Я пытался ее оттолкнуть, но она вдруг крикнула во весь голос: – Не мешай, я хочу у тебя отсосать!
То-то смешно водителю, – подумал я, сдаваясь и закрывая глаза…
К концу июня наши отношения перешли в устойчивую фазу. Можно было сказать с уверенностью: я и Адель сделались для Лидии субстанцией дыхания, незаменимым ядом. Мне подумалось даже – что, если бы и я был так же зависим от нее, от ее тела? От ее души, что бы ни было у нее за душой, от ее желаний, настроений, капризов? Быть может, тогда мы обрели бы взаимность, которую все ищут. Что если в нашем веке это и есть истинная формула чувства?

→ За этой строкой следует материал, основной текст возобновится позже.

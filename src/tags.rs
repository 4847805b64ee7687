//! The HTML tag table and element constructors.
//!
//! Mechanical data: one meta entry and one constructor per tag.
//! Normal tags take an attribute list and a body, void tags take
//! attributes only and so can never be handed children.

use crate::{attr::ToAttrs,
            error::StructureError,
            node::{Element, Node, ToBody}};

/// Identity of a markup tag: its name and whether it closes (void
/// elements do not and take no children).
#[derive(Debug, PartialEq, Eq)]
pub struct ElementMeta {
    pub tag_name: &'static str,
    pub has_closing_tag: bool,
}

/// Build a markup element from any meta. Fails fast on structural
/// misuse: a void meta with children, or an empty tag name.
pub fn element(meta: &'static ElementMeta,
               attr: impl ToAttrs,
               body: impl ToBody) -> Result<Node, StructureError> {
    let body = body.to_body();
    if meta.tag_name.is_empty() {
        return Err(StructureError::EmptyTag);
    }
    if !meta.has_closing_tag && !body.is_empty() {
        return Err(StructureError::VoidWithChildren { tag: meta.tag_name });
    }
    Ok(Node::Element(Element {
        meta,
        attr: attr.to_attrs(),
        body,
    }))
}

macro_rules! normal_tags {
    ($($fname:ident $tag:literal $meta:ident;)*) => {
        $(
            pub static $meta: ElementMeta = ElementMeta {
                tag_name: $tag,
                has_closing_tag: true,
            };

            #[doc = concat!("`<", $tag, ">` element.")]
            pub fn $fname(attr: impl ToAttrs, body: impl ToBody) -> Node {
                Node::Element(Element {
                    meta: &$meta,
                    attr: attr.to_attrs(),
                    body: body.to_body(),
                })
            }
        )*
    }
}

macro_rules! void_tags {
    ($($fname:ident $tag:literal $meta:ident;)*) => {
        $(
            pub static $meta: ElementMeta = ElementMeta {
                tag_name: $tag,
                has_closing_tag: false,
            };

            #[doc = concat!("`<", $tag, " />` void element; takes no children.")]
            pub fn $fname(attr: impl ToAttrs) -> Node {
                Node::Element(Element {
                    meta: &$meta,
                    attr: attr.to_attrs(),
                    body: Vec::new(),
                })
            }
        )*
    }
}

normal_tags! {
    a "a" A_META;
    abbr "abbr" ABBR_META;
    address "address" ADDRESS_META;
    article "article" ARTICLE_META;
    aside "aside" ASIDE_META;
    audio "audio" AUDIO_META;
    b "b" B_META;
    bdi "bdi" BDI_META;
    bdo "bdo" BDO_META;
    blockquote "blockquote" BLOCKQUOTE_META;
    body "body" BODY_META;
    button "button" BUTTON_META;
    canvas "canvas" CANVAS_META;
    caption "caption" CAPTION_META;
    cite "cite" CITE_META;
    code "code" CODE_META;
    colgroup "colgroup" COLGROUP_META;
    data "data" DATA_META;
    datalist "datalist" DATALIST_META;
    dd "dd" DD_META;
    del "del" DEL_META;
    details "details" DETAILS_META;
    dfn "dfn" DFN_META;
    dialog "dialog" DIALOG_META;
    div "div" DIV_META;
    dl "dl" DL_META;
    dt "dt" DT_META;
    em "em" EM_META;
    fieldset "fieldset" FIELDSET_META;
    figcaption "figcaption" FIGCAPTION_META;
    figure "figure" FIGURE_META;
    footer "footer" FOOTER_META;
    form "form" FORM_META;
    h1 "h1" H1_META;
    h2 "h2" H2_META;
    h3 "h3" H3_META;
    h4 "h4" H4_META;
    h5 "h5" H5_META;
    h6 "h6" H6_META;
    head "head" HEAD_META;
    header "header" HEADER_META;
    hgroup "hgroup" HGROUP_META;
    html "html" HTML_META;
    i "i" I_META;
    iframe "iframe" IFRAME_META;
    ins "ins" INS_META;
    kbd "kbd" KBD_META;
    label "label" LABEL_META;
    legend "legend" LEGEND_META;
    li "li" LI_META;
    main "main" MAIN_META;
    map "map" MAP_META;
    mark "mark" MARK_META;
    menu "menu" MENU_META;
    meter "meter" METER_META;
    nav "nav" NAV_META;
    noscript "noscript" NOSCRIPT_META;
    object "object" OBJECT_META;
    ol "ol" OL_META;
    optgroup "optgroup" OPTGROUP_META;
    option "option" OPTION_META;
    output "output" OUTPUT_META;
    p "p" P_META;
    picture "picture" PICTURE_META;
    pre "pre" PRE_META;
    progress "progress" PROGRESS_META;
    q "q" Q_META;
    rp "rp" RP_META;
    rt "rt" RT_META;
    ruby "ruby" RUBY_META;
    s "s" S_META;
    samp "samp" SAMP_META;
    script "script" SCRIPT_META;
    section "section" SECTION_META;
    select "select" SELECT_META;
    slot "slot" SLOT_META;
    small "small" SMALL_META;
    span "span" SPAN_META;
    strong "strong" STRONG_META;
    style "style" STYLE_META;
    sub "sub" SUB_META;
    summary "summary" SUMMARY_META;
    sup "sup" SUP_META;
    svg "svg" SVG_META;
    table "table" TABLE_META;
    tbody "tbody" TBODY_META;
    td "td" TD_META;
    template "template" TEMPLATE_META;
    textarea "textarea" TEXTAREA_META;
    tfoot "tfoot" TFOOT_META;
    th "th" TH_META;
    thead "thead" THEAD_META;
    time "time" TIME_META;
    title "title" TITLE_META;
    tr "tr" TR_META;
    u "u" U_META;
    ul "ul" UL_META;
    var "var" VAR_META;
    video "video" VIDEO_META;
}

void_tags! {
    area "area" AREA_META;
    base "base" BASE_META;
    br "br" BR_META;
    col "col" COL_META;
    embed "embed" EMBED_META;
    hr "hr" HR_META;
    img "img" IMG_META;
    input "input" INPUT_META;
    link "link" LINK_META;
    meta "meta" META_META;
    param "param" PARAM_META;
    source "source" SOURCE_META;
    track "track" TRACK_META;
    wbr "wbr" WBR_META;
}

#[cfg(test)]
mod tests {
    use pretty_assertions::assert_eq;

    use super::*;
    use crate::{attr::att, render, Context};

    #[test]
    fn t_normal_element() {
        let tree = div([att("id", 1)], "hello world");
        assert_eq!(render(&tree, &Context::new()).unwrap(),
                   "<div id=\"1\">hello world</div>");
    }

    #[test]
    fn t_void_element() {
        assert_eq!(render(&br(()), &Context::new()).unwrap(), "<br />");
        assert_eq!(render(&img([att("src", "x.png")]), &Context::new()).unwrap(),
                   "<img src=\"x.png\" />");
    }

    #[test]
    fn t_void_with_children_fails_at_construction() {
        let r = element(&BR_META, (), "child");
        assert!(matches!(r, Err(StructureError::VoidWithChildren { tag: "br" })));
    }

    #[test]
    fn t_empty_tag_name_fails_at_construction() {
        static BAD: ElementMeta = ElementMeta {
            tag_name: "",
            has_closing_tag: true,
        };
        assert!(matches!(element(&BAD, (), ()), Err(StructureError::EmptyTag)));
    }
}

Мысль нравилась мне, в ней была глубина. Мне казалось, я поймал-таки призрака любви за край одежды. Подтащил близко-близко, обменялся с ним взглядами. И… – так и не решился заговорить.
Не решился – или не захотел. Даже больше: почти уже понял, что теперь не захочу никогда. Он едва ли сообщит мне что-то новое по секрету – что-то такое, что порадует слух. Молчать комфортней, подсказывал мне внутренний голос. Такими подсказками не стоило пренебрегать.
При этом я чувствовал: вот ему-то наверняка есть, что сказать. Есть, что выкрикнуть, выплюнуть мне в лицо. И я понимал его – без обид. Конечно же, ему было трудно. Общество потребления выхолостило его сущность, лишило званий, наград, регалий. Он остался последним – наивнейшей из надежд. Его почти перестали принимать всерьез. Он – призрак любви – витал в пространствах, где любви не стало. Это было хуже, чем Пансион в Брайтоне. Там, по крайней мере, ее не было никогда.